One of the best things about Google is that one can find links to all of Google’s most used services right from Google’s home page. One-click access to Gmail, YouTube, and Orkut from Google.com is a great feature, and shows that Google knows how integrated all aspects of your digital life are. Yahoo is also a fan of one-click access to other Yahoo services, but have you ever tried to find a link to Hotmail on Live Search? You can’t, because the link to Hotmail doesn’t exist.  
 
 

If Microsoft wants searches to come its way and away from Google and Yahoo, Bing needs to integrate with other Microsoft services like Hotmail and MSN Messenger to name a few and not just the ones directly related to search. For example, Microsoft offers 25GB of free online photo storage. Without a Hotmail account you wouldn’t know about it, because there is no link to it on Microsoft’s two primary portals: MSN and Live Search. Microsoft needs to see that it’s not enough if you have the power, you need to let others know about it. People should see that you have it and they can use it, that’s when you can make some money out of it.

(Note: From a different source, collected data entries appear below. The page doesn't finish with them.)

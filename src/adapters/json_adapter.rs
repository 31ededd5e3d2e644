//! JSON adapters
//!
//! Both adapters build the column set as the union of object keys in order of
//! first appearance; a key missing from an object reads as null.

use super::TableAdapter;
use crate::error::ReportError;
use crate::schema::{CellValue, RawTable};
use serde_json::{Map, Value};

/// Adapter for a JSON array of objects
pub struct JsonArrayAdapter;

/// Adapter for newline-delimited JSON (one object per line)
pub struct JsonLinesAdapter;

impl TableAdapter for JsonArrayAdapter {
    fn parse(&self, raw: &str) -> Result<RawTable, ReportError> {
        let value: Value = serde_json::from_str(raw)
            .map_err(|e| ReportError::ParseError(format!("JSON: {e}")))?;

        let items = match value {
            Value::Array(items) => items,
            _ => {
                return Err(ReportError::ParseError(
                    "JSON input must be an array of objects".to_string(),
                ))
            }
        };

        let mut objects = Vec::with_capacity(items.len());
        for (index, item) in items.into_iter().enumerate() {
            match item {
                Value::Object(map) => objects.push(map),
                _ => {
                    return Err(ReportError::ParseError(format!(
                        "JSON element {} is not an object",
                        index
                    )))
                }
            }
        }

        Ok(objects_to_table(&objects))
    }
}

impl TableAdapter for JsonLinesAdapter {
    fn parse(&self, raw: &str) -> Result<RawTable, ReportError> {
        let mut objects = Vec::new();
        for (line_num, line) in raw.lines().enumerate() {
            let trimmed = line.trim();
            if trimmed.is_empty() {
                continue;
            }
            match serde_json::from_str::<Value>(trimmed) {
                Ok(Value::Object(map)) => objects.push(map),
                Ok(_) => {
                    return Err(ReportError::ParseError(format!(
                        "Line {} is not a JSON object",
                        line_num + 1
                    )));
                }
                Err(e) => {
                    return Err(ReportError::ParseError(format!(
                        "Failed to parse line {}: {}",
                        line_num + 1,
                        e
                    )));
                }
            }
        }

        Ok(objects_to_table(&objects))
    }
}

fn objects_to_table(objects: &[Map<String, Value>]) -> RawTable {
    let mut columns: Vec<String> = Vec::new();
    for object in objects {
        for key in object.keys() {
            if !columns.iter().any(|c| c == key) {
                columns.push(key.clone());
            }
        }
    }

    let rows = objects
        .iter()
        .map(|object| {
            columns
                .iter()
                .map(|column| object.get(column).map_or(CellValue::Null, CellValue::from_json))
                .collect()
        })
        .collect();

    let fields = objects
        .iter()
        .map(|object| {
            columns
                .iter()
                .map(|column| object.get(column).map(field_text).unwrap_or_default())
                .collect()
        })
        .collect();

    RawTable {
        columns,
        rows,
        fields,
    }
}

/// Source text of a JSON value: strings unquoted, null empty, anything else
/// as written in JSON
fn field_text(value: &Value) -> String {
    match value {
        Value::Null => String::new(),
        Value::String(s) => s.clone(),
        other => other.to_string(),
    }
}

#[cfg(test)]
mod tests {
    use super::*;
    use pretty_assertions::assert_eq;

    #[test]
    fn test_parse_json_array() {
        let raw = r#"[
            {"Id": 1, "Text": "Lovely tea", "Time": 1300000000},
            {"Id": 2, "Time": 1300000500, "Summary": "meh"}
        ]"#;
        let table = JsonArrayAdapter.parse(raw).unwrap();

        assert_eq!(table.columns, vec!["Id", "Text", "Time", "Summary"]);
        assert_eq!(table.rows[1][1], CellValue::Null);
        assert_eq!(table.rows[1][3], CellValue::Text("meh".to_string()));
        assert_eq!(table.rows[0][3], CellValue::Null);
        assert_eq!(table.fields[0], vec!["1", "Lovely tea", "1300000000", ""]);
    }

    #[test]
    fn test_fields_keep_json_number_text() {
        let raw = r#"[{"Id": 2.0, "Text": "ok", "Time": 20230101, "Tags": ["a"]}]"#;
        let table = JsonArrayAdapter.parse(raw).unwrap();

        assert_eq!(table.rows[0][0], CellValue::Float(2.0));
        assert_eq!(table.fields[0], vec!["2.0", "ok", "20230101", "[\"a\"]"]);
    }

    #[test]
    fn test_json_array_rejects_non_array() {
        let result = JsonArrayAdapter.parse(r#"{"Id": 1}"#);
        assert!(matches!(result, Err(ReportError::ParseError(_))));
    }

    #[test]
    fn test_parse_json_lines_skips_blank_lines() {
        let raw = "{\"Text\": \"a\", \"Time\": 1}\n\n{\"Text\": \"b\", \"Time\": 2}\n";
        let table = JsonLinesAdapter.parse(raw).unwrap();
        assert_eq!(table.len(), 2);
        assert_eq!(table.columns, vec!["Text", "Time"]);
    }

    #[test]
    fn test_json_lines_reports_line_number() {
        let raw = "{\"Text\": \"a\"}\nnot json\n";
        let err = JsonLinesAdapter.parse(raw).unwrap_err();
        assert!(err.to_string().contains("line 2"));
    }
}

MSN Search first launched in the fall of 1998 and used search results from Inktomi. In early 1999, MSN Search launched a version which displayed listings from Looksmart blended with results from Inktomi except for a short time in 1999 when results from AltaVista were used instead. Since then Microsoft upgraded MSN Search to provide its own Microsoft-built search engine results (list of web addresses with samples of content that meet a user’s query), the index of which is updated weekly or even daily. The upgrade started as a beta program in November 2004 (based on several years of research), and came out of beta in February 2005. Image search was powered by a third party, Picsearch. The service also started providing its search results to other search engine portals in an effort to better compete in the market.

The first public beta of Windows Live Search was unveiled on March 8, 2006, with the final release on September 11, 2006 replacing MSN Search. Windows Live Search aimed to make its over 2.5 billion worldwide queries each month “more useful by providing consumers with improved access to information and more precise answers to their questions.” The new search engine offered users the ability to search for specific types of information using search tabs that include Web, news, images, music, desktop, local, and Microsoft Encarta.

In the roll-over from MSN Search to Windows Live Search, Microsoft stopped using Picsearch as their image search provider and started performing their own image search, powered by their own internal image search algorithms.

On March 21, 2007, it was announced that Microsoft would separate its search developments from the Windows Live services family, rebranding the service to Live Search.And now Bing is out.

That makes Bing the third rebranding in five years, and the fourth, overall, for Microsoft’s search service. Instead of focusing on constant renaming, hopefully, Microsoft has found its final search brand name in Bing.

No matter what Microsoft has planned for Bing, it will be judged against the search’s gold standard: Google.

So what do you think? Will you be Binging or is the Microsoft’s search effort bound to fail?